May 10, 2005
By Michael McCormack
NEW ORLEANS -- Go.
According to John Marshall, pastor of Second Baptist Church in Springfield, Mo., the word “go” is often deemphasized in the Great Commission. Going disrupts retirement, he said. Going threatens sought-after comfort and ease. But the Great Commission can be fulfilled only by all Christians obediently going, Marshall said.
Marshall’s comments came during the Mission Commissioning Chapel Service at New Orleans Baptist Theological Seminary May 4. During the service more than 100 members of the seminary family were commissioned to serve in long-term and short-term mission assignments. Those being commissioned included students and faculty members participating in the school’s partnership with International Mission Board representatives in Moscow, Russia and a number of career missionary appointments with NOBTS ties.
That principle of going, Marshall said, was first modeled by the disciples.
“For the 12, go became the manifesto governing their lives,” he said. “These were folks just like you and me. They had jobs, interests and hobbies.”

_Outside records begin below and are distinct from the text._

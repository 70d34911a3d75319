//! Post service
//!
//! Implements business logic for posts:
//! - Creation with author check
//! - Comments (`add_comment`) and tags (`tag_it_with`)
//! - Tag intersection search
//! - Front post and previous/next navigation
//! - Cascading delete

use crate::db::repositories::{
    CommentRepository, PostRepository, SqlxCommentRepository, SqlxPostRepository,
    SqlxTagRepository, SqlxUserRepository, TagRepository, UserRepository,
};
use crate::db::DynDatabasePool;
use crate::models::{
    Comment, CreateCommentInput, CreatePostInput, Post, PostDetail, Tag, UpdatePostInput,
};
use crate::services::tag::{TagService, TagServiceError};
use anyhow::Context;
use std::sync::Arc;

/// Error types for post service operations
#[derive(Debug, thiserror::Error)]
pub enum PostServiceError {
    /// Post (or its author) not found
    #[error("Not found: {0}")]
    NotFound(String),

    /// Validation error
    #[error("Validation error: {0}")]
    ValidationError(String),

    /// Internal error
    #[error("Internal error: {0}")]
    InternalError(#[from] anyhow::Error),
}

impl From<TagServiceError> for PostServiceError {
    fn from(err: TagServiceError) -> Self {
        match err {
            TagServiceError::ValidationError(msg) => PostServiceError::ValidationError(msg),
            TagServiceError::InternalError(e) => PostServiceError::InternalError(e),
        }
    }
}

/// Post service
pub struct PostService {
    repo: Arc<dyn PostRepository>,
    comment_repo: Arc<dyn CommentRepository>,
    user_repo: Arc<dyn UserRepository>,
    tag_repo: Arc<dyn TagRepository>,
    tag_service: TagService,
}

impl PostService {
    /// Create a new post service
    pub fn new(
        repo: Arc<dyn PostRepository>,
        comment_repo: Arc<dyn CommentRepository>,
        user_repo: Arc<dyn UserRepository>,
        tag_repo: Arc<dyn TagRepository>,
    ) -> Self {
        Self {
            repo,
            comment_repo,
            user_repo,
            tag_service: TagService::new(tag_repo.clone()),
            tag_repo,
        }
    }

    /// Create a post service backed by the SQLx repositories on `pool`
    pub fn from_pool(pool: DynDatabasePool) -> Self {
        Self::new(
            SqlxPostRepository::boxed(pool.clone()),
            SqlxCommentRepository::boxed(pool.clone()),
            SqlxUserRepository::boxed(pool.clone()),
            SqlxTagRepository::boxed(pool),
        )
    }

    /// Create a new post
    ///
    /// # Errors
    /// - `ValidationError` if the title is empty
    /// - `NotFound` if the author does not exist
    pub async fn create(&self, input: CreatePostInput) -> Result<Post, PostServiceError> {
        if input.title.trim().is_empty() {
            return Err(PostServiceError::ValidationError(
                "Title cannot be empty".to_string(),
            ));
        }

        if self
            .user_repo
            .get_by_id(input.author_id)
            .await
            .context("Failed to check author")?
            .is_none()
        {
            return Err(PostServiceError::NotFound(format!(
                "author {}",
                input.author_id
            )));
        }

        let post = self
            .repo
            .create(&input)
            .await
            .context("Failed to create post")?;

        tracing::info!("Created post {} \"{}\"", post.id, post.title);
        Ok(post)
    }

    /// Get post by ID
    pub async fn get_by_id(&self, id: i64) -> Result<Option<Post>, PostServiceError> {
        self.repo
            .get_by_id(id)
            .await
            .context("Failed to get post by ID")
            .map_err(Into::into)
    }

    /// Update a post's title and/or content
    pub async fn update(&self, id: i64, input: UpdatePostInput) -> Result<Post, PostServiceError> {
        if let Some(title) = &input.title {
            if title.trim().is_empty() {
                return Err(PostServiceError::ValidationError(
                    "Title cannot be empty".to_string(),
                ));
            }
        }
        self.require(id).await?;

        self.repo
            .update(id, &input)
            .await
            .context("Failed to update post")
            .map_err(Into::into)
    }

    /// Delete a post together with its comments and tag associations
    pub async fn delete(&self, id: i64) -> Result<(), PostServiceError> {
        self.require(id).await?;

        self.repo
            .delete(id)
            .await
            .context("Failed to delete post")?;

        tracing::info!("Deleted post {}", id);
        Ok(())
    }

    /// Count all posts
    pub async fn count(&self) -> Result<i64, PostServiceError> {
        self.repo
            .count()
            .await
            .context("Failed to count posts")
            .map_err(Into::into)
    }

    /// The `limit` most recent posts
    pub async fn list_recent(&self, limit: i64) -> Result<Vec<Post>, PostServiceError> {
        self.repo
            .list_recent(limit)
            .await
            .context("Failed to list recent posts")
            .map_err(Into::into)
    }

    /// Posts by the user with this email, most recent first
    pub async fn find_by_author_email(&self, email: &str) -> Result<Vec<Post>, PostServiceError> {
        self.repo
            .find_by_author_email(email)
            .await
            .context("Failed to find posts by author")
            .map_err(Into::into)
    }

    /// Add a comment to a post. The comment is saved immediately.
    ///
    /// # Errors
    /// - `NotFound` if the post does not exist
    /// - `ValidationError` if the author or content is empty
    pub async fn add_comment(
        &self,
        post_id: i64,
        author: &str,
        content: &str,
    ) -> Result<Comment, PostServiceError> {
        if author.trim().is_empty() {
            return Err(PostServiceError::ValidationError(
                "Comment author cannot be empty".to_string(),
            ));
        }
        if content.trim().is_empty() {
            return Err(PostServiceError::ValidationError(
                "Comment content cannot be empty".to_string(),
            ));
        }
        self.require(post_id).await?;

        let comment = self
            .comment_repo
            .create(&CreateCommentInput::new(post_id, author, content))
            .await
            .context("Failed to add comment")?;

        tracing::debug!("Added comment {} to post {}", comment.id, post_id);
        Ok(comment)
    }

    /// Comments on a post, in the order they were added
    pub async fn comments(&self, post_id: i64) -> Result<Vec<Comment>, PostServiceError> {
        self.comment_repo
            .find_by_post(post_id)
            .await
            .context("Failed to get comments")
            .map_err(Into::into)
    }

    /// Tag a post, creating the tag if needed.
    ///
    /// Tagging twice with the same name is a no-op. Returns the post so calls
    /// can be chained.
    pub async fn tag_it_with(&self, post: &Post, name: &str) -> Result<Post, PostServiceError> {
        let post = self.require(post.id).await?;
        let tag = self.tag_service.find_or_create_by_name(name).await?;

        self.tag_repo
            .add_to_post(tag.id, post.id)
            .await
            .context("Failed to tag post")?;

        tracing::debug!("Tagged post {} with {}", post.id, tag.name);
        Ok(post)
    }

    /// Tags on a post, ordered by name
    pub async fn tags(&self, post_id: i64) -> Result<Vec<Tag>, PostServiceError> {
        self.tag_service.get_by_post_id(post_id).await.map_err(Into::into)
    }

    /// Posts carrying every one of the given tags.
    ///
    /// Repeated names count once; an empty list or an unknown tag yields no
    /// posts.
    pub async fn find_tagged_with<S: AsRef<str>>(
        &self,
        tags: &[S],
    ) -> Result<Vec<Post>, PostServiceError> {
        let names: Vec<String> = tags.iter().map(|t| t.as_ref().trim().to_string()).collect();

        self.repo
            .find_tagged_with(&names)
            .await
            .context("Failed to find tagged posts")
            .map_err(Into::into)
    }

    /// The most recent post
    pub async fn front_post(&self) -> Result<Option<Post>, PostServiceError> {
        self.repo
            .find_latest()
            .await
            .context("Failed to get front post")
            .map_err(Into::into)
    }

    /// The post published just before this one
    pub async fn previous(&self, post: &Post) -> Result<Option<Post>, PostServiceError> {
        self.repo
            .find_previous(post.posted_at)
            .await
            .context("Failed to get previous post")
            .map_err(Into::into)
    }

    /// The post published just after this one
    pub async fn next(&self, post: &Post) -> Result<Option<Post>, PostServiceError> {
        self.repo
            .find_next(post.posted_at)
            .await
            .context("Failed to get next post")
            .map_err(Into::into)
    }

    /// A post with its author, comments and tags
    pub async fn get_detail(&self, id: i64) -> Result<PostDetail, PostServiceError> {
        let post = self.require(id).await?;

        let author = self
            .user_repo
            .get_by_id(post.author_id)
            .await
            .context("Failed to get post author")?
            .ok_or_else(|| PostServiceError::NotFound(format!("author {}", post.author_id)))?;
        let comments = self.comments(id).await?;
        let tags = self.tags(id).await?;

        Ok(PostDetail {
            post,
            author,
            comments,
            tags,
        })
    }

    async fn require(&self, id: i64) -> Result<Post, PostServiceError> {
        self.get_by_id(id)
            .await?
            .ok_or_else(|| PostServiceError::NotFound(format!("post {}", id)))
    }
}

Two thousand years later, the manifesto to go still governs the lives of believers.
“The directive is still the marching order for all believers,” he said. “It is the defining edict of our lives. We are not afforded the luxury of influencing only those people who happen to come our way.”
Marshall compared the idea of exchanging “go” for “come” to a hunter waiting in his or her kitchen waiting for a duck to fly through. Expecting non-believers to come instead of Christians to go and tell the good news, Marshall said, is also like a farmer standing at the fence summoning the crop to pick itself. Both hunters and farmers will have little success unless they pursue and engage their harvest.
“We too have to move, overcome inertia and draw near to sinners where they are. The gospel is not carried by ‘come’ or by osmosis,” Marshall said. “It is only carried by ‘go’. The picture is almost as if it is a parcel that has to be picked up, carried and delivered, not only locally but also globally.”
For that reason, Marshall said, geography must matter to each Christian. He suggested that Christians keep a map of their city, state, country and world and that they organize a way to learn more about and pray for those areas.
Most Christians run into problems at the point of fostering a concern and burden non-Christians around the world, Marshall said. The first problem involves misunderstanding the call to go.
“I promise you, when you preach the Great Commission or you stand and talk about it, 95 percent of the people in your pews – and I’m being conservative with 95 percent – interpret go as meaning go and stay,” he said.
Marshall said hearers immediately tune out the message because they think to themselves “Oh, he’s talking about missionaries.” However, that is a misinterpretation of the mandate to go. While very few Christians are called to go and stay on the mission field, Marshall said to those present that all Christians are called to go on short-term mission trips.
“The Great Commission is not given to mission boards. It is not given to conventions. It is not given to associations. It is not given to the local churches. It is not given to Sunday school classes,” said Marshall. “These are all support groups existing to help individuals, including pastors and staff members, to whom the Great Commission is given.”
He used his own church as an example. For Second Baptist Church, true change came eight years ago when members began to realize that the Great Commission was given to them as individuals and not just to the church staff or a few leaders. From this foundational realization, SecondChurch has grown into a remarkably mission-minded church.
Christian obedience to the Great Commission also breaks down when believers develop a worldly hunger for comfort and ease.
“Most believers, taking their cue from unbelievers, think superficially,” Marshall said. “It is incredible how the people in our pews actually think they want comfort and ease. They really believe that the reason you retire is so you can take it easy. Where did that come from? That’s a secular, worldly idea.”
The pursuit of happiness and an easy retirement rises to the top of the priority list. Going on a short-term mission trip to China, South America, another state or across town defies the rules of comfort, but Marshall pointed to several cases in the Bible where people found their life purpose in doing what seemed most dreadful.
“The life you’ve always dreamed of lies in the mission you’ve always dreaded,” he said. “Before the Damascus Road experience, what do you think the one thing Saul of Tarsus would have said would be the last thing he’d ever do? Become a Christian.”
Before Peter’s vision of the animals coming down from heaven, he would have never considered associating with Gentiles. Paul, Peter and many others found fulfillment only when they surrendered everything to God.
“As long as you have something in your life that you’ll never do, you’re not yielded to God and God cannot bless you,” Marshall said. “Life has to be yielded totally and completely.”
He also told the pastors in attendance that it is their responsibility to remind church members that worldly comfort should not be their goal.
“We must get in their faces and say to them, ‘You were not made for contentment. You were not made to be happy. You were not made to rest on your laurels. You were made to go, and in that you will find your contentment and your joy,’” he said.
The only way for Southern Baptists to prove their concern for lost people around the world and across the street, Marshall said, is to systematically and constantly go on short-term mission trips.
“We’ve got to deliver the living water in person,” he said.